Parameter Sharing in Mixture of Factor Analyzers for Speaker Identification

Hiroyoshi YAMAMOTO  Yoshihiko NANKAKU  Chiyomi MIYAJIMA  Keiichi TOKUDA  Tadashi KITAMURA  

Publication
IEICE TRANSACTIONS on Information and Systems   Vol.E88-D   No.3   pp.418-424
Publication Date: 2005/03/01
Online ISSN: 
Print ISSN: 0916-8532
Type of Manuscript: Special Section PAPER (Special Section on Corpus-Based Speech Technologies)
Category: Feature Extraction and Acoustic Medelings
Keyword: 
speaker identification,  GMM,  mixture of factor analyzers,  parameter sharing,  minimum classification error training,  

Full Text: PDF(545.3KB)
>>Buy this Article


Summary: 
This paper investigates the parameter tying structures of a mixture of factor analyzers (MFA) and discriminative training of MFA for speaker identification.

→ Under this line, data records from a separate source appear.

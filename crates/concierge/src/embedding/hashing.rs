use crate::embedding::{normalize, validate_text, EmbeddingEncoder};
use crate::error::{ConciergeError, Result};
use crate::persist::fnv1a;

/// Feature-hashing encoder: lowercased word unigrams and bigrams are hashed
/// into signed buckets and the result is L2-normalized.
///
/// It carries no semantics beyond shared vocabulary, but it is deterministic,
/// offline, and cheap, which makes it the backend for tests and model-free
/// deployments.
#[derive(Debug, Clone)]
pub struct HashingEncoder {
  dimension: usize,
}

impl HashingEncoder {
  pub fn new(dimension: usize) -> Result<Self> {
    if dimension == 0 {
      return Err(ConciergeError::invalid_input("hashing dimension must be positive"));
    }
    Ok(Self { dimension })
  }

  fn tokens(text: &str) -> Vec<String> {
    text
      .split(|c: char| !c.is_alphanumeric() && c != '.' && c != '-')
      .map(|token| token.trim_matches(|c: char| c == '.' || c == '-').to_lowercase())
      .filter(|token| !token.is_empty())
      .collect()
  }

  fn accumulate(&self, vector: &mut [f32], feature: &str) {
    let hash = fnv1a([feature.as_bytes()]);
    let bucket = (hash % self.dimension as u64) as usize;
    let sign = if hash >> 63 == 0 { 1.0 } else { -1.0 };
    vector[bucket] += sign;
  }
}

impl EmbeddingEncoder for HashingEncoder {
  fn model_id(&self) -> String {
    format!("hashing-v1-{}", self.dimension)
  }

  fn dimension(&self) -> usize {
    self.dimension
  }

  fn encode(&self, text: &str) -> Result<Vec<f32>> {
    validate_text(text)?;

    let tokens = Self::tokens(text);
    let mut vector = vec![0.0f32; self.dimension];

    for token in &tokens {
      self.accumulate(&mut vector, token);
    }
    for pair in tokens.windows(2) {
      self.accumulate(&mut vector, &format!("{} {}", pair[0], pair[1]));
    }

    Ok(normalize(vector))
  }
}

#[cfg(test)]
mod tests {
  use super::*;

  fn squared_distance(a: &[f32], b: &[f32]) -> f32 {
    a.iter().zip(b).map(|(x, y)| (x - y) * (x - y)).sum()
  }

  #[test]
  fn test_zero_dimension_rejected() {
    assert!(HashingEncoder::new(0).is_err());
  }

  #[test]
  fn test_encode_is_deterministic() {
    let encoder = HashingEncoder::new(64).unwrap();
    let text = "Booking in City Hotel on 2015-07-01 by guest from PRT. Price: 98.5€, Canceled: False";

    let first = encoder.encode(text).unwrap();
    let second = encoder.encode(text).unwrap();

    assert_eq!(first.len(), 64);
    assert_eq!(first, second);
  }

  #[test]
  fn test_empty_text_is_invalid_input() {
    let encoder = HashingEncoder::new(16).unwrap();
    assert_eq!(encoder.encode("").unwrap_err().key(), "invalid_input");
  }

  #[test]
  fn test_shared_vocabulary_is_closer() {
    let encoder = HashingEncoder::new(256).unwrap();
    let query = encoder.encode("resort hotel guest from portugal").unwrap();
    let near = encoder.encode("booking at the resort hotel by a guest from portugal").unwrap();
    let far = encoder.encode("city apartment cancelled in winter").unwrap();

    assert!(squared_distance(&query, &near) < squared_distance(&query, &far));
  }

  #[test]
  fn test_case_and_punctuation_insensitive() {
    let encoder = HashingEncoder::new(128).unwrap();
    assert_eq!(encoder.encode("City Hotel, PRT!").unwrap(), encoder.encode("city hotel prt").unwrap());
  }
}
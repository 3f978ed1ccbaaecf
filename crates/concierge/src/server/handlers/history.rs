use axum::{
  extract::{Extension, Query, State},
  response::Json as ResponseJson,
};
use std::sync::Arc;

use crate::context::AppContext;
use crate::server::middleware::RequestContext;
use crate::server::types::{ApiError, HistoryQuery, HistoryResponse};

/// GET /history - Recently answered questions, oldest first
pub async fn history(
  State(app): State<Arc<AppContext>>,
  Extension(context): Extension<RequestContext>,
  Query(query): Query<HistoryQuery>,
) -> Result<ResponseJson<HistoryResponse>, ApiError> {
  match app.history().recent(query.limit).await {
    Ok(entries) => Ok(ResponseJson(HistoryResponse { transaction_id: context.request_id, entries })),
    Err(e) => {
      context.log_error(&format!("Failed to read history: {e}"));
      Err(ApiError::new(&e, context.request_id))
    }
  }
}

The parameters of factor loading matrices or diagonal matrices are shared in different mixtures of MFA. Then, minimum classification error (MCE) training is applied to the MFA parameters to enhance the discrimination ability. The result of a text-independent speaker identification experiment shows that MFA outperforms the conventional Gaussian mixture model (GMM) with diagonal or full covariance matrices and achieves the best performance when sharing the diagonal matrices, resulting in a relative gain of 26% over the GMM with diagonal covariance matrices. The improvement is more significant especially in sparse training data condition. The recognition performance is further improved by MCE training with an additional gain of 3% error reduction.